But let’s say you’re not one of those who believes teachers of Eastern mystical traditions are God-like supermen and superwomen. Still, you have to wonder when you see stuff as glaringly obvious as what we’ve been seeing with Joshu Sasaki, Eido Shimano, Genpo Roshi and a number of others. These guys had to have known that what they were doing was causing trouble. Right? Even the most un-enlightened among us could have seen that much!
What is “enlightenment” if it doesn’t at the very least mean that you stop behaving like a complete asshole? You might be able to forgive your teacher for one lurid affair with a student, maybe even two. But if he’s doing it again and again and again what does that say about him as a person?What does it say about the “enlightenment” he claims to have achieved? Is it worth working for at all?
What if it’s not a sex scandal? What if the teacher in question is just an obstinate jerk who constantly stands in the way of what the sangha wants to do? What if he’s rude, cutting, even sarcastic and mean-spirited sometimes? How could someone be “enlightened” and still retain such negative qualities?
The way Buddha’s life story gets told these days, he’s sitting under the Bodhi tree about to achieve enlightenment when Mara, the nearest equivalent in Indian cosmology of the time to Satan, appears and tries to tempt him away from meditation by promising sex, power and riches if he just gives up his quest. Buddha touches the ground to symbolize his grounding in reality and Mara goes away, never to return.
But in older versions of Buddha’s life story, Mara doesn’t appear just that one time. Instead, Mara appears again and again to Buddha, throughout his life. It’s not that Buddha was subject to hallucinations or was being visited by supernatural entities. Rather, these stories are a poetic way of letting us know that even the greatest of teachers still had his own stuff to deal with. Even after his experience of complete, perfect and unsurpassed enlightenment.
Dogen said, “Realization does not break a person even as the refection of the moon does not break a dewdrop. The entire sky can be reflected in a dewdrop on a blade of grass.”

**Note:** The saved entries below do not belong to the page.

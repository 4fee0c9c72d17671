use std::time::Duration;
use tokio_util::sync::CancellationToken;

/// Status lines shown while a playground answer is "computed".
pub const PROCESSING_STAGES: [&str; 5] = [
    "Tokenizing input...",
    "Loading embeddings...",
    "Running inference...",
    "Computing attention weights...",
    "Generating response...",
];

#[derive(Debug, Clone, Copy, PartialEq, Eq)]
pub enum StageOutcome {
    Completed,
    Cancelled,
}

/// Cosmetic delay sequence. Has no effect on the answer itself.
#[derive(Debug, Clone)]
pub struct StageSequence {
    stages: &'static [&'static str],
    delay: Duration,
}

impl StageSequence {
    pub fn new(delay: Duration) -> Self {
        Self {
            stages: &PROCESSING_STAGES,
            delay,
        }
    }

    pub fn delay(&self) -> Duration {
        self.delay
    }

    pub fn stages(&self) -> &'static [&'static str] {
        self.stages
    }

    /// 依序顯示每個階段，取消時立即返回
    pub async fn run<F>(&self, token: &CancellationToken, mut on_stage: F) -> StageOutcome
    where
        F: FnMut(&str),
    {
        for stage in self.stages {
            if token.is_cancelled() {
                return StageOutcome::Cancelled;
            }
            on_stage(stage);
            if self.hold(token).await == StageOutcome::Cancelled {
                return StageOutcome::Cancelled;
            }
        }
        StageOutcome::Completed
    }

    /// Waits a single stage interval.
    pub async fn hold(&self, token: &CancellationToken) -> StageOutcome {
        tokio::select! {
            _ = token.cancelled() => StageOutcome::Cancelled,
            _ = tokio::time::sleep(self.delay) => StageOutcome::Completed,
        }
    }
}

Realization does not suddenly turn you into the Hollywood stereotype of an “enlightened being.” It can’t. That stereotype is false. It doesn’t exist anywhere. But still, one ought to be able to expect at least decent behavior from someone in the position of a so-called “spiritual master.”
I think the bottom line is honesty. Someone once asked me my opinion as to why Chogyam Trungpa Rinpoche was never the subject of any sort of major scandal when his behavior was worse than some of the guys who find themselves the subject of headlines in the Huffington Post. The reason is simple, if you ask me. It’s because Trungpa, as bad as he often was, was always perfectly open about his behavior. He never claimed not to be an alcoholic sex maniac. Everyone around him knew what was going on because none of it was hidden. And while I have some serious qualms with much of Trungpa’s behavior, you can’t call him deceptive. And this is why, I think, that he was never the subject of any scandals.
But to return to the question I started off with, spiritual masters have shadows because human beings always have shadows. Even Buddha himself had them. I think it’s right to expect at least better than average behavior from such a person. But it’s unreasonable to expect perfection from anyone. Besides, perfection is always just an idea.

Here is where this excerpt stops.